About 2 seconds to perform the first search.


C:\zoklet>echo '' | time | grep current && grep padam ua.txt && echo '' | time | grep current
The current time is: 6:33:49.93
padamowns
The current time is: 6:33:50.39



C:\zoklet>echo '' | time | grep current && grep padam ua.txt && echo '' | time | grep current
The current time is: 6:33:54.14
padamowns
The current time is: 6:33:54.63


And less than a second each time after that.

On a dedicated server (rather than my netbook), I can only imagine how much faster it'd be.

Jaguarstrike
07-24-2010, 12:08 PM
When i say big, i mean by number of records.

Try simulating joins, then try simulating multiple users making requests that call it and see what happens to scalability. Not to mention all those grep instances.

padam
07-24-2010, 12:37 PM
When i say big, i mean by number of records.

735k is pretty big, no? Funny enough, I've actually seen what's being described here _more_ with databases. Indexes were correct, tables were optimized (and error-free) and even still - the site eventually came to a complete crawl (originally with 4 million records, then later with 6).


simulating multiple users making requests that call it and see what happens to scalability.

Indexes would be created after the first search, and would be consulted for X days/minutes/hours after that.

Regarding the multiple users: that's the point I was expecting to hear early on, pretty surprised it took this long. I definitely agree there, flat-file systems would be prone to all kinds of different problems (imagine one user writing to a file while another is reading from it, or 5 users writing to it at the same time) that otherwise wouldn't really be present with a database setup.

There are solutions though, such as queuing requests, locking files, keeping files open, etc.

My point isn't really to say databases are evil and shouldn't be used, just to encourage people to make the decision themselves. In some situations, database access isn't available - so flat-files would be better than the alternative (which is having nothing). I'd rather be able to access X site and it be slow/whatever than for it to be down/not usable.

Sadly, I think most of the benefits that databases have over flat-file systems aren't even used (I almost never see persistent connections in other peoples' code, and rarely see _useful_ indexes in their tables).

Jaguarstrike
07-24-2010, 01:07 PM
If youre not using the features of a DB other than store/retrieve then yes, you may as well be using a flat file. But why would you treat something such as mysql like that?

cense
07-27-2010, 06:34 AM
Any kind of database is basically an abstraction of data storage. The RDBMs abstract the data away under a relational model where the API encourages exploiting relationships between data points. When you're talking about flat files, you have next to no abstraction. It's more powerful on microscopic problems but less powerful on large, highly complex relationship modelling. And of course there is lots of stuff in between and surrounding this such as whole data "management" APIs like Berkely DB and tdb.

Each has it's benefit under specific situations.
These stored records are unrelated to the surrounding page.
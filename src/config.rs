use anyhow::Context;
use serde::{Deserialize, Serialize};
use std::{fs, path::Path};

/// Environment variable that swaps the node source for the offline stub.
pub const STUB_NODES_ENV: &str = "F2S_STUB_NODES";

/// Naming and output knobs shared by the assign and template paths.
#[derive(Clone, Debug, PartialEq, Serialize, Deserialize)]
#[serde(default)]
pub struct Config {
    /// Prefix of every resource template reference, e.g. `f2s/command`.
    pub resource_prefix: String,
    /// Node resources are named `<node_resource_prefix><node id>`.
    pub node_resource_prefix: String,
    /// Timeout for shell tasks that do not declare one, in seconds.
    pub shell_timeout: u64,
    /// Task ids left out of generated compositions.
    pub excluded_tasks: Vec<String>,
    pub node_placeholder: String,
    pub index_placeholder: String,
    /// Tag key of collection compositions.
    pub collection_grouping: String,
    pub puppet_modules: String,
    pub stub_nodes: bool,
}

impl Default for Config {
    fn default() -> Self {
        Config {
            resource_prefix: "f2s".to_string(),
            node_resource_prefix: "node".to_string(),
            shell_timeout: 30,
            excluded_tasks: vec!["hiera".to_string(), "deploy_start".to_string()],
            node_placeholder: "#{node}#".to_string(),
            index_placeholder: "#{index}#".to_string(),
            collection_grouping: "role".to_string(),
            puppet_modules: "/etc/puppet/modules".to_string(),
            stub_nodes: false,
        }
    }
}

impl Config {
    /// Load configuration from disk, accepting JSON by default and TOML when the `toml` feature is enabled.
    pub fn load_from_file(path: impl AsRef<Path>) -> anyhow::Result<Self> {
        let path_ref = path.as_ref();
        let txt = fs::read_to_string(path_ref)
            .with_context(|| format!("unable to read config at {}", path_ref.display()))?;
        if let Ok(value) = serde_json::from_str::<Self>(&txt) {
            return Ok(value);
        }

        #[cfg(feature = "toml")]
        {
            if let Ok(value) = toml::from_str::<Self>(&txt) {
                return Ok(value);
            }
        }

        #[cfg(feature = "toml")]
        {
            anyhow::bail!(
                "unsupported config format in {}: expected JSON or TOML",
                path_ref.display()
            );
        }

        #[cfg(not(feature = "toml"))]
        {
            anyhow::bail!(
                "unsupported config format in {}: expected JSON (enable `toml` feature for TOML support)",
                path_ref.display()
            );
        }
    }

    /// Apply overrides taken from the process environment.
    pub fn with_env_overrides(mut self) -> Self {
        if let Ok(value) = std::env::var(STUB_NODES_ENV) {
            self.stub_nodes = value == "1" || value.eq_ignore_ascii_case("true");
        }
        self
    }

    pub fn template(&self, name: &str) -> String {
        format!("{}/{}", self.resource_prefix, name)
    }

    pub fn node_resource(&self, node_id: &str) -> String {
        format!("{}{}", self.node_resource_prefix, node_id)
    }

    pub fn is_excluded(&self, task_id: &str) -> bool {
        self.excluded_tasks.iter().any(|t| t == task_id)
    }
}
//! Translates per-node deployment task graphs into resources and the
//! ordering/notification events between them.
//!
//! The assign path ([`batch::run_assign`]) maps tasks onto a resource store
//! and declares events on an event store; the template path
//! ([`compose::assemble`]) renders node-agnostic compositions instead.
#![forbid(unsafe_code)]

pub mod batch;
pub mod bootstrap;
pub mod compose;
pub mod config;
pub mod error;
pub mod events;
pub mod graph;
pub mod json_output;
pub mod lint;
pub mod loader;
pub mod mapper;
pub mod model;
pub mod path_safety;
pub mod report;
pub mod resource_meta;
pub mod scope;
pub mod source;
pub mod store;
pub mod task;
pub mod util;

pub use config::Config;
pub use error::{F2sError, Result};
pub use graph::{DependencyGraph, GraphBuilder};
pub use report::BatchReport;
pub use scope::{Scope, TaskKey, name_from};
pub use task::{DependencyRef, TaskDescriptor, TaskKind};

use std::path::Path;

/// Graph of every task found in a task library (all in the anchor scope).
pub fn library_graph(root: impl AsRef<Path>) -> Result<DependencyGraph> {
    let tasks = source::LibrarySource::new(root.as_ref()).tasks()?;
    Ok(DependencyGraph::from_tasks(tasks))
}

/// Parse a comma or whitespace separated list of node ids into scopes;
/// `null` selects the anchor scope.
pub fn parse_scopes(raw: &[String]) -> Vec<Scope> {
    raw.iter()
        .flat_map(|item| item.split([',', ' ']))
        .filter(|item| !item.trim().is_empty())
        .map(Scope::parse)
        .collect()
}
For a basic, single editor blog flat files without any kind of significant API abstraction would be fine.

Zip
07-27-2010, 07:03 AM
It's a matter of finding a system that meets your requirements. If you're not working with a large amount of data and you want simple installation and backup, writing directly to HTML (e.g. flat files) is a fine solution particularly when you're dealing with a managed hosting provider that charges extra for database access.
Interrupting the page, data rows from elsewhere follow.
//! Node, master, role and per-node data resources.
//!
//! These are the resources task resources hang off; they are created from
//! the node source before the assign path runs. Every call is idempotent.

use serde_json::Value;

use crate::{
    config::Config,
    error::{F2sError, Result},
    mapper::attach_to_node,
    report::{BatchReport, Stage},
    scope::{Scope, name_from},
    source::NodeSource,
    store::{ResourceDefinition, ResourceStore, Upsert, upsert},
};

/// Numeric node ids are stored as numbers, anything else verbatim.
fn index_value(id: &str) -> Value {
    id.parse::<u64>()
        .map(Value::from)
        .unwrap_or_else(|_| Value::from(id))
}

fn put<S: ResourceStore + ?Sized>(
    store: &mut S,
    name: &str,
    definition: &ResourceDefinition,
    report: &mut BatchReport,
) -> Upsert {
    let outcome = upsert(store, name, definition);
    report.record_upsert(name, &outcome);
    outcome
}

pub fn create_nodes<S: ResourceStore + ?Sized>(
    nodes: &dyn NodeSource,
    store: &mut S,
    config: &Config,
    uids: &[String],
) -> Result<BatchReport> {
    let mut report = BatchReport::new();
    for node in nodes.nodes(uids)? {
        let definition = ResourceDefinition::new(config.template("fuel_node"))
            .with_input("index", index_value(&node.id))
            .with_input("ip", node.ip.as_str());
        put(store, &config.node_resource(&node.id), &definition, &mut report);
    }
    Ok(report)
}

/// Master node resource plus the key generation resource of `env`.
pub fn create_master<S: ResourceStore + ?Sized>(
    nodes: &dyn NodeSource,
    store: &mut S,
    config: &Config,
    env: &str,
) -> Result<BatchReport> {
    let master = nodes.master()?;
    let master_name = config.node_resource(&master.id);
    let mut report = BatchReport::new();

    let node = ResourceDefinition::new(config.template("fuel_node"))
        .with_input("index", index_value(&master.id))
        .with_input("ip", master.ip.as_str());
    put(store, &master_name, &node, &mut report);

    let genkeys = ResourceDefinition::new(config.template("genkeys"))
        .with_input("node", master_name.as_str())
        .with_input("index", index_value(env));
    put(store, "genkeys", &genkeys, &mut report);
    Ok(report)
}

/// One role resource per role of each node, owned by that node. The
/// environment is the cluster the node belongs to.
pub fn assign_roles<S: ResourceStore + ?Sized>(
    nodes: &dyn NodeSource,
    store: &mut S,
    config: &Config,
    uids: &[String],
) -> Result<BatchReport> {
    let mut report = BatchReport::new();
    for node in nodes.nodes(uids)? {
        let node_name = config.node_resource(&node.id);
        for role in nodes.roles(&node.id)? {
            let name = name_from(&Scope::node(node.id.as_str()), &role);
            let definition = ResourceDefinition::new(config.template(&format!("role_{role}")))
                .with_input("index", index_value(&node.id))
                .with_input("env", index_value(&node.cluster))
                .with_input("node", node_name.as_str());
            if let Upsert::Created(handle) = put(store, &name, &definition, &mut report) {
                attach_to_node(store, &node_name, &handle, &mut report);
            }
        }
    }
    Ok(report)
}

/// Per-node cluster data resource, owned by the node.
pub fn prepare_data<S: ResourceStore + ?Sized>(
    store: &mut S,
    config: &Config,
    env: &str,
    uids: &[String],
) -> BatchReport {
    let mut report = BatchReport::new();
    for uid in uids {
        let definition = ResourceDefinition::new(config.template("fuel_data"))
            .with_input("uid", index_value(uid))
            .with_input("env", index_value(env));
        let name = data_resource(uid);
        if let Upsert::Created(handle) = put(store, &name, &definition, &mut report) {
            attach_to_node(store, &config.node_resource(uid), &handle, &mut report);
        }
    }
    report
}

fn data_resource(uid: &str) -> String {
    format!("fuel_data{uid}")
}

/// Refresh each `fuel_data<uid>` with the node's deployment facts, declaring
/// any input the resource does not have yet. Resources must already exist.
pub fn prefetch<S: ResourceStore + ?Sized>(
    nodes: &dyn NodeSource,
    store: &mut S,
    env: &str,
    uids: &[String],
) -> Result<BatchReport> {
    let facts = nodes.facts(env, uids)?;
    let mut report = BatchReport::new();
    for uid in uids {
        let name = data_resource(uid);
        let Some(node_facts) = facts.get(uid) else {
            let err = F2sError::source(format!("no facts for node {uid} in env {env}"));
            report.fail(Stage::Resource, &name, &err);
            continue;
        };
        match store.load(&name) {
            Ok(Some(_)) => match store.update(&name, node_facts) {
                Ok(added) => {
                    if !added.is_empty() {
                        tracing::debug!("{name}: new inputs {}", added.join(", "));
                    }
                    report.updated.push(name);
                }
                Err(err) => report.fail(Stage::Resource, &name, &err),
            },
            Ok(None) => {
                let err = F2sError::store(format!("resource '{name}' not found; run prep first"));
                report.fail(Stage::Resource, &name, &err);
            }
            Err(err) => report.fail(Stage::Resource, &name, &err),
        }
    }
    Ok(report)
}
I write specialized web applications for a small number of users, so extensibility and interoperability is key. With abstraction and "middleware" I can easily add functionality to an application without having to rewrite the data access layer for each component. Sanitizing input, minimizing anomalous data and setting proper permissions is a lot of work and using an RDBMS greatly simplifies this process.

To give you some idea of the benefits, an application I'm working on now uses a SQL Server back-end with the ADO.NET Entity Framework, which automatically creates RESTful web services which can be consumed by any client application which understands WSDL, JSON or Atom, alternatively I can access the database directly with ODBC or other interfaces. Proper planning can save you a lot of development time later on.